China plans to allow foreign oil companies to expand their activities by permitting them to search for oil on the mainland as well as offshore, the official China Daily newspaper said Saturday.
The decision "is one of the most important" China has made since first inviting foreign companies to join the search for offshore oil in 1980, the English-language newspaper quoted an official of the Petroleum Industry Ministry as saying. It did not identify the official.
An area of 732,000 square miles in 10 provinces will open for foreign cooperation, it said. The provinces involved are Anhui, Fujian, Guangdong, Guangxi, Guizhou, Hunan, Jiangsu, Jiangxi, Yunnan and Zhejiang, all in east-central, southeastern and southern China.
The report said China's own exploration techniques "are not sufficiently advanced to tap the immense potential of the vast areas which have yet to be exploited."
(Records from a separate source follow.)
//! Outbound mail: invitation and credential-change notifications.
//!
//! Dispatch policy only; all sends pass the mail throttle gate upstream.

use async_trait::async_trait;
use lettre::{
    message::header::ContentType, transport::smtp::authentication::Credentials, Message,
    SmtpTransport, Transport,
};
use portal_core::error::AppError;
use secrecy::ExposeSecret;
use std::time::Duration;

use crate::models::Invitation;

#[async_trait]
pub trait Mailer: Send + Sync {
    async fn send_ao_invitation(&self, invitation: &Invitation) -> Result<(), AppError>;
    async fn send_cd_invitation(&self, invitation: &Invitation) -> Result<(), AppError>;
    async fn send_credential_change_notice(
        &self,
        to_email: &str,
        organization_name: &str,
    ) -> Result<(), AppError>;
}

#[derive(Clone)]
pub struct SmtpMailer {
    mailer: SmtpTransport,
    from_email: String,
    base_url: String,
}

impl SmtpMailer {
    pub fn new(config: &crate::config::SmtpConfig) -> Result<Self, AppError> {
        let creds = Credentials::new(
            config.user.clone(),
            config.password.expose_secret().clone(),
        );

        let mailer = SmtpTransport::relay(&config.host)
            .map_err(|e| AppError::InternalError(anyhow::anyhow!(e.to_string())))?
            .credentials(creds)
            .port(587)
            .timeout(Some(Duration::from_secs(10)))
            .build();

        tracing::info!(host = %config.host, "Mailer initialized");

        Ok(Self {
            mailer,
            from_email: config.from_email.clone(),
            base_url: config.base_url.clone(),
        })
    }

    async fn send_email(&self, to_email: &str, subject: &str, body: &str) -> Result<(), AppError> {
        let email = Message::builder()
            .from(self.from_email.parse().map_err(
                |e: lettre::address::AddressError| AppError::InternalError(e.into()),
            )?)
            .to(to_email.parse().map_err(
                |e: lettre::address::AddressError| AppError::InternalError(e.into()),
            )?)
            .subject(subject)
            .header(ContentType::TEXT_PLAIN)
            .body(body.to_string())
            .map_err(|e| AppError::InternalError(e.into()))?;

        // Send email in blocking thread pool to avoid blocking async runtime
        let mailer = self.mailer.clone();
        let result = tokio::task::spawn_blocking(move || mailer.send(&email))
            .await
            .map_err(|e| AppError::InternalError(e.into()))?;

        match result {
            Ok(_) => {
                tracing::info!(
                    to = %to_email,
                    subject = %subject,
                    "Email sent successfully"
                );
                Ok(())
            }
            Err(e) => {
                tracing::error!(
                    error = %e.to_string(),
                    to = %to_email,
                    "Failed to send email"
                );
                Err(AppError::EmailError(e.to_string()))
            }
        }
    }

    fn invitation_link(&self, invitation: &Invitation) -> String {
        format!(
            "{}/organizations/{}/invitations/{}",
            self.base_url, invitation.provider_organization_id, invitation.invitation_id
        )
    }
}

#[async_trait]
impl Mailer for SmtpMailer {
    async fn send_ao_invitation(&self, invitation: &Invitation) -> Result<(), AppError> {
        let link = self.invitation_link(invitation);
        let body = format!(
            "You have been identified as the Authorized Official for your organization.\n\n\
            Use the link below to verify your identity and register:\n\n\
            {}\n\n\
            This invitation expires in 48 hours.",
            link
        );

        self.send_email(
            &invitation.invited_email,
            "Verify your organization",
            &body,
        )
        .await
    }

    async fn send_cd_invitation(&self, invitation: &Invitation) -> Result<(), AppError> {
        let link = self.invitation_link(invitation);
        let body = format!(
            "You have been invited to manage API credentials for an organization.\n\n\
            Use the link below to verify your identity and accept:\n\n\
            {}\n\n\
            This invitation expires in 48 hours.",
            link
        );

        self.send_email(
            &invitation.invited_email,
            "Credential delegate invitation",
            &body,
        )
        .await
    }

    async fn send_credential_change_notice(
        &self,
        to_email: &str,
        organization_name: &str,
    ) -> Result<(), AppError> {
        let body = format!(
            "API credentials for {} were changed.\n\n\
            If you did not expect this, contact your Authorized Official.",
            organization_name
        );

        self.send_email(to_email, "API credentials changed", &body)
            .await
    }
}

/// Recording double for tests.
#[derive(Default)]
pub struct MockMailer {
    sent: std::sync::Mutex<Vec<(String, String)>>,
}

impl MockMailer {
    pub fn new() -> Self {
        Self::default()
    }

    /// Recipients and subjects of every message sent so far.
    pub fn sent(&self) -> Vec<(String, String)> {
        self.sent.lock().map(|s| s.clone()).unwrap_or_default()
    }

    fn record(&self, to: &str, subject: &str) {
        if let Ok(mut sent) = self.sent.lock() {
            sent.push((to.to_string(), subject.to_string()));
        }
    }
}

#[async_trait]
impl Mailer for MockMailer {
    async fn send_ao_invitation(&self, invitation: &Invitation) -> Result<(), AppError> {
        self.record(&invitation.invited_email, "ao_invitation");
        Ok(())
    }

    async fn send_cd_invitation(&self, invitation: &Invitation) -> Result<(), AppError> {
        self.record(&invitation.invited_email, "cd_invitation");
        Ok(())
    }

    async fn send_credential_change_notice(
        &self,
        to_email: &str,
        _organization_name: &str,
    ) -> Result<(), AppError> {
        self.record(to_email, "credential_change");
        Ok(())
    }
}
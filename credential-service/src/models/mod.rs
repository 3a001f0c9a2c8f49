pub mod audit_event;
pub mod invitation;
pub mod org_link;
pub mod organization;
pub mod user;

pub use audit_event::{CredentialAction, CredentialAuditEvent, CredentialType};
pub use invitation::{Invitation, InvitationStatus, InvitationType};
pub use org_link::{AoOrgLink, CdOrgLink};
pub use organization::ProviderOrganization;
pub use user::User;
"China will adopt flexible policies in order to encourage foreign oil companies to join us in the exploration and development of inland oil and gas fields," the petroleum ministry official was quoted as saying.
In Shanghai and other industrial areas, many factories operate at 75% of capacity because of a shortage of electricity. While China is the world's third-largest coal producer, much of the coal is in remote regions and is difficult to transport to industrialized areas.
China's coal and oil output increased by 8% last year but failed to keep pace with the 14% increase in industrial output.
Offshore oil exploration has failed to produce the large supplies the Chinese hoped for. So far, only one large gas field and two medium-size oil fields have been found.
However, on the mainland the Chinese already have found 10 new oil and gas fields in Guangdong, Guangxi and Jiangsu, the report said.
Some foreign firms already are working on contracts for surveying and drilling in scattered locations, including China's largest oil field, Daqing, which is located in the northeast province of Heilongjiang.
But large-scale foreign involvement has been restricted to offshore wells. Thirty-one foreign companies have spent about $1 billion on the effort since 1980. A second round of bidding for offshore exploration rights is in progress.